## [TASK STATEMENT]
Pick each line containing the word "directory" out of the data below.

## [Stored items]
#[cfg(test)]
mod tests {
    use super::*;
    use crate::hash::marker_digest_hex;
    use crate::marker::CheckPolicy;
    use crate::testing::MemoryStore;
    use tempfile::TempDir;

    const PAYLOAD: &[u8] = b"id,value\n1,42\n";

    fn config(local: &Path) -> SyncConfig {
        SyncConfig {
            remote_dir: "in".into(),
            local_dir: local.to_path_buf(),
            previous_states: vec!["RECEIVED".into()],
            next_states: vec!["SENT".into()],
            ..SyncConfig::default()
        }
    }

    /// `report.csv` with an empty RECEIVED marker and no SENT marker
    fn received_store() -> MemoryStore {
        let store = MemoryStore::new();
        store.put("in/report.csv", PAYLOAD);
        store.put("in/report.csv.RECEIVED", b"");
        store
    }

    async fn run(store: &MemoryStore, config: &SyncConfig) -> SyncReport {
        SyncOrchestrator::new(store, config).run().await.unwrap()
    }

    #[tokio::test]
    async fn test_fetch_and_advance() {
        let local = TempDir::new().unwrap();
        let store = received_store();

        let report = run(&store, &config(local.path())).await;

        assert_eq!(report.outcome(), RunOutcome::Success);
        assert_eq!(report.fetched, vec!["report.csv".to_string()]);
        assert_eq!(report.fetched_bytes, PAYLOAD.len() as u64);
        assert_eq!(report.markers_created, vec!["report.csv.SENT".to_string()]);
        assert_eq!(std::fs::read(local.path().join("report.csv")).unwrap(), PAYLOAD);
        assert_eq!(
            store.content("in/report.csv.SENT").unwrap(),
            marker_digest_hex(PAYLOAD, "report.csv.SENT").into_bytes()
        );
        // The RECEIVED marker was evaluated as a payload and failed its own states
        assert_eq!(report.unmet, 1);
    }

    #[tokio::test]
    async fn test_already_advanced_file_is_skipped() {
        let local = TempDir::new().unwrap();
        let store = received_store();
        store.put(
            "in/report.csv.SENT",
            marker_digest_hex(PAYLOAD, "report.csv.SENT").as_bytes(),
        );

        let report = run(&store, &config(local.path())).await;

        assert_eq!(report.outcome(), RunOutcome::NothingFetched);
        assert_eq!(report.already_processed, vec!["report.csv".to_string()]);
        assert!(store.writes().is_empty());
        assert!(!local.path().join("report.csv").exists());
    }

    #[tokio::test]
    async fn test_next_state_short_circuits_unmet_previous_state() {
        let local = TempDir::new().unwrap();
        let store = MemoryStore::new();
        store.put("in/report.csv", PAYLOAD);
        store.put("in/report.csv.SENT", b"");
        let mut config = config(local.path());
        config.delete.previous_statefiles = true;

        let report = run(&store, &config).await;

        assert_eq!(report.already_processed, vec!["report.csv".to_string()]);
        assert_eq!(report.unmet, 1);
        assert!(store.writes().is_empty());
        assert!(store.deletes().is_empty());
    }

    #[tokio::test]
    async fn test_tampered_previous_state_blocks_fetch() {
        let local = TempDir::new().unwrap();
        let store = MemoryStore::new();
        store.put("in/report.csv", PAYLOAD);
        store.put("in/report.csv.RECEIVED", b"0123456789abcdef");

        let report = run(&store, &config(local.path())).await;

        assert_eq!(report.outcome(), RunOutcome::NothingFetched);
        assert_eq!(report.unmet, 2);
        assert!(store.writes().is_empty());
    }

    #[tokio::test]
    async fn test_second_run_is_idempotent() {
        let local = TempDir::new().unwrap();
        let store = received_store();
        let config = config(local.path());

        let first = run(&store, &config).await;
        let writes_after_first = store.writes().len();
        let second = run(&store, &config).await;

        assert_eq!(first.fetched.len(), 1);
        assert!(second.fetched.is_empty());
        assert!(second.markers_created.is_empty());
        assert_eq!(second.outcome(), RunOutcome::NothingFetched);
        assert_eq!(store.writes().len(), writes_after_first);
    }

    #[tokio::test]
    async fn test_dry_run_mutates_nothing_and_matches_real_run() {
        let dry_local = TempDir::new().unwrap();
        let real_local = TempDir::new().unwrap();
        let dry_store = received_store();
        let real_store = received_store();

        let mut dry_config = config(dry_local.path());
        dry_config.dry_run = true;
        dry_config.delete.previous_statefiles = true;
        let mut real_config = config(real_local.path());
        real_config.delete.previous_statefiles = true;

        let dry = run(&dry_store, &dry_config).await;
        let real = run(&real_store, &real_config).await;

        assert!(dry_store.writes().is_empty());
        assert!(dry_store.deletes().is_empty());
        assert!(!dry_local.path().join("report.csv").exists());
        assert_eq!(dry.fetched, real.fetched);
        assert_eq!(dry.markers_created, real.markers_created);
        assert_eq!(dry.deleted, real.deleted);
        assert_eq!(dry.outcome(), real.outcome());
    }

    #[tokio::test]
    async fn test_no_fetch_only_advances_state() {
        let local = TempDir::new().unwrap();
        let store = received_store();
        let mut config = config(local.path());
        config.no_fetch = true;

        let first = run(&store, &config).await;
        let second = run(&store, &config).await;

        assert_eq!(first.outcome(), RunOutcome::Success);
        assert!(first.fetched.is_empty());
        assert_eq!(first.markers_created.len(), 1);
        assert!(!local.path().join("report.csv").exists());
        assert_eq!(second.outcome(), RunOutcome::NothingAdvanced);
    }

    #[tokio::test]
    async fn test_only_missing_next_states_are_created() {
        let local = TempDir::new().unwrap();
        let store = received_store();
        store.put("in/report.csv.ARCHIVED", b"");
        let mut config = config(local.path());
        config.next_states = vec!["ARCHIVED".into(), "SENT".into()];

        let report = run(&store, &config).await;

        assert_eq!(report.markers_created, vec!["report.csv.SENT".to_string()]);
        assert_eq!(store.writes(), vec!["in/report.csv.SENT".to_string()]);
        assert_eq!(store.content("in/report.csv.ARCHIVED").unwrap(), b"");
    }

    #[tokio::test]
    async fn test_forced_check_rewrites_empty_next_state() {
        let local = TempDir::new().unwrap();
        let store = MemoryStore::new();
        store.put("in/report.csv", PAYLOAD);
        store.put(
            "in/report.csv.RECEIVED",
            marker_digest_hex(PAYLOAD, "report.csv.RECEIVED").as_bytes(),
        );
        store.put("in/report.csv.SENT", b"");
        let mut config = config(local.path());
        config.check_policy = CheckPolicy::Forced;

        let report = run(&store, &config).await;

        assert_eq!(report.fetched, vec!["report.csv".to_string()]);
        assert_eq!(
            store.content("in/report.csv.SENT").unwrap(),
            marker_digest_hex(PAYLOAD, "report.csv.SENT").into_bytes()
        );
    }

    #[tokio::test]
    async fn test_delete_previous_statefiles() {
        let local = TempDir::new().unwrap();
        let store = received_store();
        store.put("in/report.csv.CHECKED", b"");
        store.refuse_delete("in/report.csv.CHECKED");
        let mut config = config(local.path());
        config.previous_states = vec!["CHECKED".into(), "RECEIVED".into()];
        config.delete.previous_statefiles = true;

        let report = run(&store, &config).await;

        assert_eq!(report.deleted, vec!["report.csv.RECEIVED".to_string()]);
        assert!(!store.exists("in/report.csv.RECEIVED"));
        assert!(store.exists("in/report.csv.CHECKED"));
        assert!(store.exists("in/report.csv"));
        // CHECKED is still listed and gets evaluated; RECEIVED no longer is
        assert_eq!(report.unmet, 1);
    }

    #[tokio::test]
    async fn test_delete_remote_file_and_empty_statefiles() {
        let local = TempDir::new().unwrap();
        let store = received_store();
        store.put(
            "in/report.csv.SIGNED",
            marker_digest_hex(PAYLOAD, "report.csv.SIGNED").as_bytes(),
        );
        store.put("in/report.csv.tmp", b"");
        store.put("in/other.csv", b"x");
        let mut config = config(local.path());
        config.next_states.clear();
        config.delete.remote_file = true;
        config.delete.all_statefiles = true;

        let report = run(&store, &config).await;

        assert_eq!(report.fetched, vec!["report.csv".to_string()]);
        assert!(!store.exists("in/report.csv"));
        assert!(!store.exists("in/report.csv.RECEIVED"));
        assert!(!store.exists("in/report.csv.tmp"));
        assert!(store.exists("in/report.csv.SIGNED"));
        assert!(store.exists("in/other.csv"));
    }

    #[tokio::test]
    async fn test_empty_statefile_cleanup_keeps_directories() {
        let local = TempDir::new().unwrap();
        let store = received_store();
        store.put_dir("in/report.csv.parts");
        let mut config = config(local.path());
        config.next_states.clear();
        config.delete.remote_file = true;
        config.delete.all_statefiles = true;

        let report = run(&store, &config).await;

        assert_eq!(report.fetched, vec!["report.csv".to_string()]);
        assert!(store.exists("in/report.csv.parts"));
        assert!(!store.deletes().contains(&"in/report.csv.parts".to_string()));
        assert!(!store.exists("in/report.csv.RECEIVED"));
    }

    #[tokio::test]
    async fn test_local_write_failure_skips_markers() {
        let local = TempDir::new().unwrap();
        std::fs::create_dir(local.path().join("report.csv")).unwrap();
        let store = received_store();

        let report = run(&store, &config(local.path())).await;

        assert_eq!(report.failed, vec!["report.csv".to_string()]);
        assert!(report.fetched.is_empty());
        assert!(store.writes().is_empty());
        assert_eq!(report.outcome(), RunOutcome::NothingFetched);
    }

    #[tokio::test]
    async fn test_marker_write_failure_does_not_stop_other_markers() {
        let local = TempDir::new().unwrap();
        let store = received_store();
        store.refuse_write("in/report.csv.A");
        let mut config = config(local.path());
        config.next_states = vec!["A".into(), "B".into()];

        let report = run(&store, &config).await;

        assert_eq!(report.failed, vec!["report.csv.A".to_string()]);
        assert_eq!(report.markers_created, vec!["report.csv.B".to_string()]);
        assert!(store.exists("in/report.csv.B"));
    }

    #[tokio::test]
    async fn test_timeout_aborts_run() {
        let local = TempDir::new().unwrap();
        let store = received_store();
        store.fail_reads_with_timeout(true);
        let config = config(local.path());

        let err = SyncOrchestrator::new(&store, &config)
            .run()
            .await
            .unwrap_err();
        assert!(matches!(
            err,
            SyncError::Remote(RemoteError::Timeout { .. })
        ));
    }

    #[tokio::test]
    async fn test_missing_local_dir_is_reported_before_listing() {
        let local = TempDir::new().unwrap();
        let store = received_store();
        let config = config(&local.path().join("absent"));

        let err = SyncOrchestrator::new(&store, &config)
            .run()
            .await
            .unwrap_err();
        assert!(matches!(err, SyncError::LocalDir { .. }));
    }

    #[tokio::test]
    async fn test_unreadable_entries_do_not_abort_run() {
        let local = TempDir::new().unwrap();
        let store = received_store();
        store.put_dir("in/archive");
        store.put("in/archive.RECEIVED", b"deadbeef");
        let mut config = config(local.path());
        config.check_policy = CheckPolicy::Forced;
        store.put(
            "in/report.csv.RECEIVED",
            marker_digest_hex(PAYLOAD, "report.csv.RECEIVED").as_bytes(),
        );

        let report = run(&store, &config).await;

        assert_eq!(report.fetched, vec!["report.csv".to_string()]);
        assert_eq!(store.read_count("in/archive"), 1);
    }

    #[tokio::test]
    async fn test_unreadable_payload_is_neither_fetched_nor_advanced() {
        let local = TempDir::new().unwrap();
        let store = MemoryStore::new();
        store.put_dir("in/archive");
        store.put("in/archive.RECEIVED", b"");

        let report = run(&store, &config(local.path())).await;

        assert!(report.fetched.is_empty());
        assert!(report.markers_created.is_empty());
        assert_eq!(report.failed, vec!["archive".to_string()]);
        assert_eq!(report.outcome(), RunOutcome::NothingFetched);
        assert!(!local.path().join("archive").exists());
        assert!(!store.exists("in/archive.SENT"));
        assert!(store.writes().is_empty());
    }

    #[tokio::test]
    async fn test_unreadable_payload_is_not_advanced_without_fetch() {
        let local = TempDir::new().unwrap();
        let store = MemoryStore::new();
        store.put("in/gone.csv.RECEIVED", b"");
        let mut config = config(local.path());
        config.no_fetch = true;
        // listed, but gone before it could be read
        let mut listing = RemoteListing::from_names(vec![
            "gone.csv".to_string(),
            "gone.csv.RECEIVED".to_string(),
        ]);
        let mut orchestrator = SyncOrchestrator::new(&store, &config);
        let mut report = SyncReport::default();

        orchestrator
            .process("gone.csv", &mut listing, &mut report)
            .await
            .unwrap();

        assert_eq!(report.failed, vec!["gone.csv".to_string()]);
        assert!(report.markers_created.is_empty());
        assert!(store.writes().is_empty());
    }
}
//! markersync-transport: remote stores for markersync
//!
//! `SshTransport` reaches the remote directory through the system OpenSSH
//! client; `LocalTransport` treats a local directory as the remote one.

pub mod local;
pub mod ssh;

pub use local::LocalTransport;
pub use ssh::{SshOptions, SshTransport};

## [SOLUTION BELOW]
//! `SshTransport` reaches the remote directory through the system OpenSSH
//! client; `LocalTransport` treats a local directory as the remote one.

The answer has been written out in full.